*WHAT THE TASK REQUIRES:*
When you have gone through the records, report how many lines include "features", giving the number and nothing more.

(Stored data)
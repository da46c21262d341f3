//   Copyright 2024 The Tether Project
//   SPDX-License-Identifier: BSD-3-Clause

//! The callee loop.
//!
//! Runs on any connection whose local side services requests: listening-side
//! inbound connections and polling-side dialed connections alike. Strictly
//! alternating: one request is fully answered, attachments included, before
//! the next is read.

use log::*;
use tether_shutdown::ShutdownSignal;
use std::sync::Arc;

use crate::{
    connection::Connection,
    framing::FramingError,
    message::{ErrorDescriptor, RemoteErrorKind, RequestFrame, ResponseFrame, RpcValue},
    registry::{Registry, ServiceRequest},
};

const LOG_TARGET: &str = "comms::dispatcher";

pub struct Dispatcher {
    registry: Arc<Registry>,
    shutdown_signal: ShutdownSignal,
}

impl Dispatcher {
    pub fn new(registry: Arc<Registry>, shutdown_signal: ShutdownSignal) -> Self {
        Self {
            registry,
            shutdown_signal,
        }
    }

    /// Service requests on the connection until it closes, faults or the
    /// runtime shuts down. Consumes the connection; a connection that leaves
    /// this loop is never reused.
    pub async fn serve(&self, mut conn: Connection) {
        let peer = conn.peer_thumbprint();
        debug!(target: LOG_TARGET, "callee session started for peer '{}'", peer);
        let mut signal = self.shutdown_signal.clone();
        loop {
            let request = tokio::select! {
                biased;
                _ = &mut signal => {
                    debug!(target: LOG_TARGET, "callee session for peer '{}' stopping: shutdown", peer);
                    break;
                },
                result = conn.read_request() => match result {
                    Ok(request) => request,
                    Err(FramingError::ConnectionClosed) => {
                        debug!(target: LOG_TARGET, "peer '{}' closed the connection", peer);
                        conn.mark_broken();
                        break;
                    },
                    Err(err) => {
                        warn!(
                            target: LOG_TARGET,
                            "callee session for peer '{}' failed reading a request: {}", peer, err
                        );
                        conn.mark_broken();
                        break;
                    },
                },
            };

            if let Err(err) = self.handle(&mut conn, request).await {
                warn!(
                    target: LOG_TARGET,
                    "callee session for peer '{}' ended on a transport fault: {}", peer, err
                );
                conn.mark_broken();
                break;
            }
        }
        debug!(target: LOG_TARGET, "callee session for peer '{}' terminated", peer);
    }

    /// Handle one request end-to-end. An `Err` here is a transport or
    /// protocol fault; handler failures are answered in-band and return `Ok`.
    async fn handle(&self, conn: &mut Connection, request: RequestFrame) -> Result<(), FramingError> {
        let request_id = request.request_id;
        let shapes: Vec<_> = request.args.iter().map(RpcValue::shape).collect();

        let method = match self.registry.resolve(&request.service, &request.method, &shapes) {
            Ok(method) => method,
            Err(err) => {
                debug!(
                    target: LOG_TARGET,
                    "request #{} did not resolve: {}", request_id, err
                );
                // The declared attachments still have to come off the wire
                conn.pump_attachments(Vec::new()).await?;
                return conn
                    .write_response(
                        ResponseFrame {
                            request_id,
                            result: Err(err.to_descriptor()),
                            stream_ids: vec![],
                        },
                        vec![],
                    )
                    .await;
            },
        };

        let (streams, senders) = Connection::make_inbound_streams(&request.stream_ids);
        let service_request = ServiceRequest {
            method: request.method,
            args: request.args,
            streams,
        };

        // The handler consumes attachment chunks while the connection task
        // reads them off the wire; the bounded channels tie the two rates
        // together.
        let (handler_result, pump_result) = tokio::join!(method.invoke(service_request), conn.pump_attachments(senders));
        pump_result?;

        match handler_result {
            Ok(response) => {
                let stream_ids = response.streams.iter().map(|s| s.id()).collect();
                conn.write_response(
                    ResponseFrame {
                        request_id,
                        result: Ok(response.value),
                        stream_ids,
                    },
                    response.streams,
                )
                .await
            },
            Err(err) => {
                debug!(
                    target: LOG_TARGET,
                    "handler for request #{} returned an error: {}", request_id, err
                );
                conn.write_response(
                    ResponseFrame {
                        request_id,
                        result: Err(ErrorDescriptor {
                            kind: RemoteErrorKind::ServiceInvocation,
                            message: err.message,
                            detail: err.detail,
                        }),
                        stream_ids: vec![],
                    },
                    vec![],
                )
                .await
            },
        }
    }
}
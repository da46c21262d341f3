//   Copyright 2024 The Tether Project
//   SPDX-License-Identifier: BSD-3-Clause

//! # tether_comms
//!
//! A secure, bidirectional RPC runtime for fleet communication between a
//! central hub and many remote nodes. Participants are identified by X.509
//! certificate thumbprints pinned in a trust set; there is no chain
//! validation and no PKI.
//!
//! Two transport orientations share identical application semantics:
//!
//! - **Listening**: the participant binds a TCP port and accepts mutually
//!   authenticated TLS connections.
//! - **Polling**: the participant dials out to a listener, announces a
//!   subscription id and then services calls in the reverse direction over
//!   the dialed socket. A hub can invoke methods on nodes behind NAT without
//!   any inbound port on the node.
//!
//! Requests and responses are strictly alternating, length-delimited,
//! deflate-compressed MessagePack frames; bulk payloads travel as raw stream
//! attachments after the frame with per-percent progress reporting.

pub mod backoff;
mod builder;
mod client;
pub mod connection;
pub mod connection_manager;
mod dispatcher;
mod endpoint;
mod error;
pub mod framing;
pub mod identity;
pub mod message;
mod node;
mod polling;
pub mod registry;
pub mod tls;

#[cfg(any(test, feature = "test-utils"))]
pub mod test_utils;

#[cfg(test)]
mod test;

pub use self::{
    builder::{BuildError, RuntimeConfig, TetherBuilder},
    client::Client,
    connection::{CallReply, InboundPayload},
    connection_manager::friendly::DEFAULT_FRIENDLY_PAGE,
    endpoint::{Endpoint, EndpointError, EndpointTarget},
    error::RpcError,
    framing::{InboundStream, OutboundStream, ProgressSink},
    identity::{NodeIdentity, Thumbprint, TrustSet},
    message::{RpcValue, ValueShape},
    node::TetherNode,
    registry::{InvocationError, ParamType, Registry, ServiceRequest, ServiceResponse},
};
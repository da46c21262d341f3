//   Copyright 2024 The Tether Project
//   SPDX-License-Identifier: BSD-3-Clause

use std::time::Duration;

use crate::{framing::FramingError, identity::Thumbprint, tls::TlsError};

#[derive(Debug, thiserror::Error)]
pub enum ConnectionManagerError {
    #[error("IO error: {0}")]
    Io(#[from] std::io::Error),
    #[error(transparent)]
    Tls(#[from] TlsError),
    #[error(transparent)]
    Framing(#[from] FramingError),
    #[error("peer '{0}' is not trusted")]
    UntrustedPeer(Thumbprint),
    #[error("peer '{observed}' does not match the expected thumbprint '{expected}'")]
    ThumbprintMismatch {
        expected: Thumbprint,
        observed: Thumbprint,
    },
    #[error("handshake did not complete within {0:.0?}")]
    HandshakeTimedOut(Duration),
    #[error("peer announced unsupported protocol version {0}")]
    UnsupportedProtocolVersion(u32),
    #[error("expected an identity announce frame, got {0}")]
    UnexpectedFrame(&'static str),
    #[error("plaintext HTTP received on a TLS listener")]
    PlaintextHttp,
}
//! Reader for DSN6/BRIX electron-density maps.
//!
//! A DSN6 file is a 512-byte header of big-endian 16-bit words followed by the
//! density samples, quantized to one byte each and stored in 8×8×8 bricks.
//! [`decode_header`] and [`decode_grid`] work on byte slices; the `file` and
//! `mmap` features add backends that read straight from disk.

mod brick;
mod grid;
mod header;

#[cfg(test)]
#[path = "../test/fixtures.rs"]
mod fixtures;

#[cfg(test)]
#[path = "../test/tests.rs"]
mod tests;

pub use brick::{BRICK_EDGE, BRICK_SIZE, BrickIndex, BrickLayout, Dequantizer};
pub use grid::{DensityGrid, Statistics, decode_grid};
pub use header::{HEADER_SIZE, Header, decode_header};

// Optional file features
#[cfg(feature = "file")]
mod dsn6file;
#[cfg(test)]
#[cfg(feature = "file")]
#[path = "../test/dsn6file_test.rs"]
mod dsn6file_test;

#[cfg(feature = "file")]
pub use dsn6file::{Dsn6File, decode_file, open_file};

#[cfg(feature = "mmap")]
pub use dsn6file::{Dsn6Mmap, open_mmap};

// Error type

#[derive(Debug, thiserror::Error)]
pub enum Error {
    /// Failure reported by the underlying file or memory map.
    #[error("I/O error: {0}")]
    Io(#[from] std::io::Error),

    /// Fewer bytes than a full header were supplied.
    #[error("truncated DSN6 header: expected {expected} bytes, found {found}")]
    TruncatedHeader { expected: usize, found: usize },

    /// A header field makes the map undecodable.
    #[error("invalid DSN6 header: {0}")]
    InvalidHeader(&'static str),

    /// The brick data is shorter than the extent requires.
    #[error("truncated brick data: expected {expected} bytes, found {found}")]
    TruncatedData { expected: usize, found: usize },

    /// A brick layout was applied to a grid of a different shape.
    #[error("brick layout does not match the grid dimensions")]
    InvalidDimensions,
}

pub type Result<T> = core::result::Result<T, Error>;
use crate::{BrickLayout, Dequantizer, Error, Result};

/// Size of the fixed header in bytes (256 big-endian 16-bit words).
pub const HEADER_SIZE: usize = 512;

const WORDS: usize = HEADER_SIZE / 2;

#[derive(Debug, Clone, Copy, PartialEq)]
pub struct Header {
    /// Grid origin in sample units (x, y, z)
    start: [i16; 3],
    /// Number of samples along each axis (x, y, z)
    extent: [u16; 3],
    /// Samples per unit cell edge (x, y, z)
    sampling_rate: [u16; 3],
    /// Cell edge lengths in Å followed by cell angles in degrees
    unit_cell: [f64; 6],
    /// Density scale, already divided by its scaling factor
    density_a: f64,
    /// Density offset, in raw sample units
    density_c: i16,
    unit_cell_scaling_factor: i16,
    density_a_scaling_factor: i16,
}

impl Header {
    /// Decode a header from the first 512 bytes of `bytes`.
    ///
    /// Longer input is fine, so a whole file can be passed in. Every word is
    /// read big-endian regardless of the host.
    pub fn decode_from_bytes(bytes: &[u8]) -> Result<Self> {
        let block = bytes.get(..HEADER_SIZE).ok_or(Error::TruncatedHeader {
            expected: HEADER_SIZE,
            found: bytes.len(),
        })?;

        let pairs: &[[u8; 2]] = bytemuck::cast_slice(block);
        let words: [i16; WORDS] = core::array::from_fn(|i| i16::from_be_bytes(pairs[i]));

        let unit_cell_scaling_factor = words[17];
        let density_a_scaling_factor = words[18];
        if unit_cell_scaling_factor == 0 {
            return Err(Error::InvalidHeader("unit cell scaling factor is zero"));
        }
        if density_a_scaling_factor == 0 {
            return Err(Error::InvalidHeader("density scaling factor is zero"));
        }
        if words[3..6].iter().any(|&n| n <= 0) {
            return Err(Error::InvalidHeader("extent must be positive on every axis"));
        }

        let cell_factor = f64::from(unit_cell_scaling_factor);
        let header = Self {
            start: [words[0], words[1], words[2]],
            extent: [words[3] as u16, words[4] as u16, words[5] as u16],
            sampling_rate: [words[6], words[7], words[8]].map(reinterpret_unsigned),
            unit_cell: core::array::from_fn(|i| f64::from(words[9 + i]) / cell_factor),
            density_a: f64::from(words[15]) / f64::from(density_a_scaling_factor),
            density_c: words[16],
            unit_cell_scaling_factor,
            density_a_scaling_factor,
        };

        // A zero numerator passes the factor checks but still cannot be divided by.
        if header.density_a == 0.0 {
            return Err(Error::InvalidHeader("density scale is zero"));
        }

        log::debug!(
            "DSN6 header: extent {:?}, start {:?}, density_a {}, density_c {}",
            header.extent,
            header.start,
            header.density_a,
            header.density_c
        );
        Ok(header)
    }

    #[inline]
    pub fn start(&self) -> [i16; 3] {
        self.start
    }

    #[inline]
    pub fn extent(&self) -> [u16; 3] {
        self.extent
    }

    #[inline]
    pub fn sampling_rate(&self) -> [u16; 3] {
        self.sampling_rate
    }

    #[inline]
    /// Cell lengths (a, b, c) then angles (alpha, beta, gamma).
    pub fn unit_cell(&self) -> [f64; 6] {
        self.unit_cell
    }

    #[inline]
    pub fn cell_lengths(&self) -> [f64; 3] {
        [self.unit_cell[0], self.unit_cell[1], self.unit_cell[2]]
    }

    #[inline]
    pub fn cell_angles(&self) -> [f64; 3] {
        [self.unit_cell[3], self.unit_cell[4], self.unit_cell[5]]
    }

    #[inline]
    pub fn density_a(&self) -> f64 {
        self.density_a
    }

    #[inline]
    pub fn density_c(&self) -> i16 {
        self.density_c
    }

    #[inline]
    pub fn unit_cell_scaling_factor(&self) -> i16 {
        self.unit_cell_scaling_factor
    }

    #[inline]
    pub fn density_a_scaling_factor(&self) -> i16 {
        self.density_a_scaling_factor
    }

    #[inline]
    /// Shape of the decoded grid as (z, y, x).
    pub fn grid_shape(&self) -> [usize; 3] {
        let [x, y, z] = self.extent;
        [usize::from(z), usize::from(y), usize::from(x)]
    }

    #[inline]
    pub fn brick_layout(&self) -> BrickLayout {
        let [x, y, z] = self.extent;
        BrickLayout::new([usize::from(x), usize::from(y), usize::from(z)])
    }

    #[inline]
    /// Offset, in bytes, from file start to the first brick.
    pub const fn data_offset(&self) -> usize {
        HEADER_SIZE
    }

    #[inline]
    /// Size, in bytes, of the brick data the extent requires.
    pub fn data_size(&self) -> usize {
        self.brick_layout().data_size()
    }

    #[inline]
    pub fn dequantizer(&self) -> Dequantizer {
        Dequantizer::new(self.density_c, self.density_a)
    }

    #[inline]
    /// Physical density of a single raw sample.
    pub fn dequantize(&self, sample: u8) -> f32 {
        ((f64::from(sample) - f64::from(self.density_c)) / self.density_a) as f32
    }
}

/// Same bits, read as unsigned: -1 becomes 65535.
#[inline]
fn reinterpret_unsigned(word: i16) -> u16 {
    u16::from_ne_bytes(word.to_ne_bytes())
}

/// Decode the 512-byte header at the start of `bytes`.
pub fn decode_header(bytes: &[u8]) -> Result<Header> {
    Header::decode_from_bytes(bytes)
}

*SOLUTION TO THIS EXERCISE:*
2